▶ _Work order_:
The expected response consists solely of the lines from the line with "pub struct TransactionPage" through the last line of the material below, copied exactly.
....................
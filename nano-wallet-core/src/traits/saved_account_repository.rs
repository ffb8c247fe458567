//! Saved accounts persistence abstract Trait

use async_trait::async_trait;

use crate::error::CoreResult;
use crate::types::{SavedAccount, SavedAccounts};

/// Saved Accounts Repository Trait
///
/// Platform implementation:
/// - App: `JsonFileStore`
#[async_trait]
pub trait SavedAccountRepository: Send + Sync {
    /// Load the saved-accounts cache
    async fn load(&self) -> CoreResult<SavedAccounts>;

    /// Remember `account` as the last active one
    ///
    /// # Arguments
    /// * `account` - account to remember
    async fn save_active(&self, account: &SavedAccount) -> CoreResult<()>;
}
//! Wire types of the node HTTP API

use serde::{Deserialize, Deserializer, Serialize};

/// HTTP method used for a node request.
#[derive(Debug, Clone, Copy, PartialEq, Eq, Serialize, Deserialize)]
#[serde(rename_all = "UPPERCASE")]
pub enum HttpMethod {
    Get,
    Post,
    Put,
}

impl HttpMethod {
    /// Whether repeating the request has no additional effect.
    pub fn is_idempotent(self) -> bool {
        matches!(self, Self::Get)
    }

    pub fn as_str(self) -> &'static str {
        match self {
            Self::Get => "GET",
            Self::Post => "POST",
            Self::Put => "PUT",
        }
    }
}

/// Account as reported by `/api/accounts`.
#[derive(Debug, Clone, PartialEq, Eq, Serialize, Deserialize)]
#[serde(rename_all = "camelCase")]
pub struct AccountInfo {
    pub address: String,
    #[serde(default)]
    pub public_key: String,
    /// Confirmed balance in beddows.
    #[serde(default, deserialize_with = "string_or_number")]
    pub balance: u64,
    #[serde(default, deserialize_with = "string_or_number")]
    pub unconfirmed_balance: u64,
    /// `1` when a second passphrase is registered.
    #[serde(default, deserialize_with = "string_or_number")]
    pub second_signature: u64,
}

impl AccountInfo {
    pub fn has_second_signature(&self) -> bool {
        self.second_signature != 0
    }
}

/// Single transaction as reported by `/api/transactions`.
#[derive(Debug, Clone, PartialEq, Eq, Serialize, Deserialize)]
#[serde(rename_all = "camelCase")]
pub struct TransactionRecord {
    pub id: String,
    #[serde(default)]
    pub sender_id: String,
    #[serde(default)]
    pub recipient_id: Option<String>,
    #[serde(default, deserialize_with = "string_or_number")]
    pub amount: u64,
    #[serde(default, deserialize_with = "string_or_number")]
    pub fee: u64,
    #[serde(default, deserialize_with = "string_or_number")]
    pub timestamp: u64,
    #[serde(default, deserialize_with = "string_or_number")]
    pub confirmations: u64,
    /// Transaction type (0 = transfer).
    #[serde(default, rename = "type")]
    pub kind: u8,
}

/// Response body of `GET /api/transactions`.
#[derive(Debug, Clone, Default, Serialize, Deserialize)]
pub struct TransactionsResponse {
    #[serde(default)]
    pub transactions: Vec<TransactionRecord>,
    /// Total number of matching transactions (the node may send it as a string).
    #[serde(default, deserialize_with = "string_or_number")]
    pub count: u64,
}

/// Node versions disagree on whether numeric fields are JSON numbers or strings.
fn string_or_number<'de, D>(deserializer: D) -> Result<u64, D::Error>
where
    D: Deserializer<'de>,
{
    use serde::de::Error;

    #[derive(Deserialize)]
    #[serde(untagged)]
    enum StringOrNumber {
        String(String),
        Number(u64),
        Null,
    }

    match StringOrNumber::deserialize(deserializer)? {
        StringOrNumber::String(s) if s.is_empty() => Ok(0),
        StringOrNumber::String(s) => s
            .parse::<u64>()
            .map_err(|e| Error::custom(format!("Invalid numeric string '{s}': {e}"))),
        StringOrNumber::Number(n) => Ok(n),
        StringOrNumber::Null => Ok(0),
    }
}

#[cfg(test)]
mod tests {
    use super::*;

    #[test]
    fn account_with_string_balance() {
        let json = r#"{
            "address": "16313739661670634666L",
            "publicKey": "c094ebee7ec0c50ebee32918655e089f6e1a604b83bcaa760293c61e0f18ab6f",
            "balance": "9985000000000000",
            "unconfirmedBalance": "9985000000000000",
            "secondSignature": 0
        }"#;
        let account: AccountInfo = serde_json::from_str(json).unwrap();
        assert_eq!(account.balance, 9_985_000_000_000_000);
        assert!(!account.has_second_signature());
    }

    #[test]
    fn transactions_with_string_count() {
        let json = r#"{"transactions":[{"id":"1","senderId":"123L","recipientId":"456L","amount":100000000,"fee":10000000,"type":0}],"count":"1000"}"#;
        let response: TransactionsResponse = serde_json::from_str(json).unwrap();
        assert_eq!(response.count, 1000);
        assert_eq!(response.transactions[0].recipient_id.as_deref(), Some("456L"));
    }

    #[test]
    fn only_get_is_idempotent() {
        assert!(HttpMethod::Get.is_idempotent());
        assert!(!HttpMethod::Put.is_idempotent());
    }
}
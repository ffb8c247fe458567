//! Transaction list type definitions

use serde::{Deserialize, Serialize};

use nano_wallet_peer::TransactionRecord;

use crate::i18n::keys;

/// Direction filter of the transaction list
#[derive(Debug, Clone, Copy, PartialEq, Eq, Hash, Default, Serialize, Deserialize)]
#[serde(rename_all = "lowercase")]
pub enum TransactionFilter {
    #[default]
    All,
    Incoming,
    Outgoing,
}

impl TransactionFilter {
    /// Filters in the order the list tabs show them
    pub fn all() -> &'static [TransactionFilter] {
        &[
            TransactionFilter::All,
            TransactionFilter::Outgoing,
            TransactionFilter::Incoming,
        ]
    }

    /// Translation key of the filter's tab label
    pub fn label(self) -> &'static str {
        match self {
            TransactionFilter::All => keys::FILTER_ALL,
            TransactionFilter::Incoming => keys::FILTER_INCOMING,
            TransactionFilter::Outgoing => keys::FILTER_OUTGOING,
        }
    }
}

/// One page of transactions
#[derive(Debug, Clone, Default, PartialEq, Eq, Serialize, Deserialize)]
pub struct TransactionPage {
    pub transactions: Vec<TransactionRecord>,
    /// Total number of matching transactions on the node
    pub count: u64,
    pub filter: TransactionFilter,
}

impl TransactionPage {
    /// Whether the node holds more transactions than loaded so far
    pub fn has_more(&self) -> bool {
        u64::try_from(self.transactions.len()).is_ok_and(|loaded| loaded < self.count)
    }
}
....................
▶ _Written solution_:
pub struct TransactionPage {
    pub transactions: Vec<TransactionRecord>,
    /// Total number of matching transactions on the node
    pub count: u64,
    pub filter: TransactionFilter,
}

impl TransactionPage {
    /// Whether the node holds more transactions than loaded so far
    pub fn has_more(&self) -> bool {
        u64::try_from(self.transactions.len()).is_ok_and(|loaded| loaded < self.count)
    }
}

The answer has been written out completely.